A Prospective Observational Cohort Study to Monitor and Compare the Occurrence of Hypersensitivity Reaction and Hepatotoxicity in Patients Receiving Dolutegravir (with and without Abacavir) or other Integrase Inhibitors (with or without Abacavir) (201177)

This is a five year-long non-interventional, prospective cohort study nested within the EuroSIDA study, a prospective observational cohort study of more than 18,200 patients followed in 107 hospitals in 31 European countries, plus Israel and Argentina. The study population will include HIV positive patients over the age of 16 years from EuroSIDA clinical sites, who are new users of dolutegravir (DTG) or other integrase inhibitors with and without abacavir (ABC).
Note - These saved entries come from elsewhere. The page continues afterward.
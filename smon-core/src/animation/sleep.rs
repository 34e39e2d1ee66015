//! Sleep onset and the Zz bubble

use crate::Millis;

/// Load below which the low-load sleep timer runs
pub const SLEEP_LOAD_THRESHOLD: f32 = 0.22;

/// Minimum time between bubble steps while asleep
pub const BUBBLE_STEP_MS: Millis = 600;

/// Number of bubble animation steps
pub const BUBBLE_STEPS: u8 = 3;

/// Sleep tracking
///
/// The face falls asleep when the link goes stale or load stays low for too
/// long. It only wakes when load is up again *and* data is fresh, so a quiet
/// link keeps it asleep even if the last known load was high.
#[derive(Debug, Clone, Copy, Default, PartialEq, Eq)]
#[cfg_attr(feature = "defmt", derive(defmt::Format))]
pub struct SleepState {
    pub sleeping: bool,
    /// Start of the current low-load stretch
    pub low_load_since: Option<Millis>,
    /// Zz bubble step, 0..3
    pub bubble_step: u8,
    /// Time of the last bubble step
    pub bubble_at: Millis,
}

impl SleepState {
    pub const fn new() -> Self {
        Self {
            sleeping: false,
            low_load_since: None,
            bubble_step: 0,
            bubble_at: 0,
        }
    }

    /// Advance one tick
    ///
    /// `stale` is the link condition at `now`; `sleep_after` is how long load
    /// must stay below [`SLEEP_LOAD_THRESHOLD`] before dozing off.
    pub fn advance(self, now: Millis, load: f32, stale: bool, sleep_after: Millis) -> Self {
        let mut next = self;
        if stale {
            next.sleeping = true;
        }

        if load < SLEEP_LOAD_THRESHOLD {
            let since = *next.low_load_since.get_or_insert(now);
            if !next.sleeping && now.saturating_sub(since) > sleep_after {
                next.sleeping = true;
            }
        } else {
            next.low_load_since = None;
            if !stale {
                next.sleeping = false;
            }
            next.bubble_step = 0;
        }

        if next.sleeping && now.saturating_sub(next.bubble_at) > BUBBLE_STEP_MS {
            next.bubble_at = now;
            next.bubble_step = (next.bubble_step + 1) % BUBBLE_STEPS;
        }
        next
    }
}
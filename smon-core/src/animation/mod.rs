//! Tick-driven animation engine
//!
//! [`AnimationState`] holds everything the renderer needs between frames:
//! target and eased gauge ratios, the ticker, and the face's timed
//! sub-machines. [`Animator::tick`] advances all of it by one frame.
//!
//! Each sub-machine is a plain value with an `advance` transition taking
//! `now` (and a random source where needed) and returning the next value.

pub mod animator;
pub mod mood;
pub mod sleep;
pub mod state;
pub mod ticker;
pub mod timers;

pub use animator::{head_bob, Animator, EASE_FACTOR};
pub use mood::{Face, Mood};
pub use sleep::{SleepState, SLEEP_LOAD_THRESHOLD};
pub use state::{AnimationState, Ratios};
pub use ticker::{Ticker, TICKER_CAPACITY};
pub use timers::{Blink, Sweat, TimedFlag, Wink};
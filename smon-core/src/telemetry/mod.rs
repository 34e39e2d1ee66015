//! Telemetry snapshot and line decoding
//!
//! The snapshot holds the latest known value of every field. Messages are
//! merged into it: fields a message leaves out keep their previous value.

pub mod snapshot;

pub use snapshot::{Snapshot, MAX_NAME_LEN};

use smon_protocol::{DecodeError, TelemetryMessage};

/// Decode one line and merge it into `snapshot`
///
/// On error the snapshot is left untouched.
pub fn decode(line: &[u8], snapshot: &mut Snapshot) -> Result<(), DecodeError> {
    let message = TelemetryMessage::parse(line)?;
    snapshot.apply(&message);
    Ok(())
}
//! Sticky telemetry snapshot

use heapless::String;
use smon_protocol::TelemetryMessage;

/// Capacity of the host and application name fields, in bytes
pub const MAX_NAME_LEN: usize = 32;

/// Latest known value of every telemetry field
///
/// `None` means the field has never been received. Once a field holds a
/// value it is only ever replaced by another valid value, never cleared.
#[derive(Debug, Clone, Default, PartialEq)]
#[cfg_attr(feature = "defmt", derive(defmt::Format))]
pub struct Snapshot {
    /// CPU load, 0-100 %
    pub cpu_percent: Option<f32>,
    /// Total memory, KB
    pub mem_total_kb: Option<u64>,
    /// Used memory, KB
    pub mem_used_kb: Option<u64>,
    /// Ambient temperature, °C
    pub ambient_temp_c: Option<f32>,
    /// Producer host name (empty if never sent)
    pub host_name: String<MAX_NAME_LEN>,
    /// Foreground application (empty if never sent)
    pub active_app: String<MAX_NAME_LEN>,
    /// Producer wall clock, epoch seconds
    pub epoch_seconds: Option<u64>,
    /// Producer uptime, seconds
    pub uptime_seconds: Option<u64>,
    /// Free disk space, KB
    pub disk_free_kb: Option<u64>,
    /// Network receive rate, KB/s
    pub net_rx_kbs: Option<f32>,
    /// Network transmit rate, KB/s
    pub net_tx_kbs: Option<f32>,
}

impl Snapshot {
    /// Create a snapshot with every field unknown
    pub fn new() -> Self {
        Self::default()
    }

    /// Merge a decoded message
    ///
    /// Absent fields are left as they are. Negative values for fields that
    /// cannot be negative are the producer's "could not collect" sentinel
    /// and are treated as absent too.
    pub fn apply(&mut self, msg: &TelemetryMessage) {
        if let Some(cpu) = non_negative_f32(msg.cpu) {
            self.cpu_percent = Some(cpu.min(100.0));
        }
        merge(&mut self.mem_total_kb, non_negative(msg.ram));
        merge(&mut self.mem_used_kb, non_negative(msg.ram_used));
        merge(
            &mut self.ambient_temp_c,
            msg.temperature().filter(|t| t.is_finite()),
        );
        if let Some(host) = &msg.host {
            set_text(&mut self.host_name, host.trim());
        }
        merge(&mut self.epoch_seconds, non_negative(msg.time));
        merge(&mut self.uptime_seconds, non_negative(msg.uptime));
        merge(&mut self.disk_free_kb, non_negative(msg.disk_free));
        merge(&mut self.net_rx_kbs, non_negative_f32(msg.net_rx()));
        merge(&mut self.net_tx_kbs, non_negative_f32(msg.net_tx()));
        if let Some(app) = &msg.app {
            set_text(&mut self.active_app, app.trim());
        }
    }

    /// Used/total memory ratio, when both are known and total is non-zero
    pub fn memory_ratio(&self) -> Option<f32> {
        let (total, used) = self.memory()?;
        Some((used as f32 / total as f32).clamp(0.0, 1.0))
    }

    /// Free memory in whole MB, when both figures are known
    pub fn free_memory_mb(&self) -> Option<u64> {
        let (total, used) = self.memory()?;
        Some(total.saturating_sub(used) / 1024)
    }

    fn memory(&self) -> Option<(u64, u64)> {
        match (self.mem_total_kb, self.mem_used_kb) {
            (Some(total), Some(used)) if total > 0 => Some((total, used)),
            _ => None,
        }
    }
}

fn merge<T>(field: &mut Option<T>, value: Option<T>) {
    if value.is_some() {
        *field = value;
    }
}

fn non_negative(value: Option<i64>) -> Option<u64> {
    value.and_then(|v| u64::try_from(v).ok())
}

fn non_negative_f32(value: Option<f32>) -> Option<f32> {
    value.filter(|v| v.is_finite() && *v >= 0.0)
}

/// Replace `dst` with `src`, truncated on a char boundary
fn set_text<const N: usize>(dst: &mut String<N>, src: &str) {
    dst.clear();
    for ch in src.chars() {
        if dst.push(ch).is_err() {
            break;
        }
    }
}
Following initiation of DTG with ABC based antiretroviral regimen (DTG as Triumeqä, the fixed dose combination of DTG/ABC/lamivudine) or DTG without ABC ( DTG as Tivicayä) or regimens containing other integrase inhibitors raltegravir (RAL), elvitegravir (EGV) with or without ABC, the study will aim to a) Monitor and compare hypersensitivity reaction, b) Monitor and compare hepatotoxicity, and c) Monitor and compare severe skin rash among all patients discontinuing DTG or other integrase inhibitor regimens for any reason.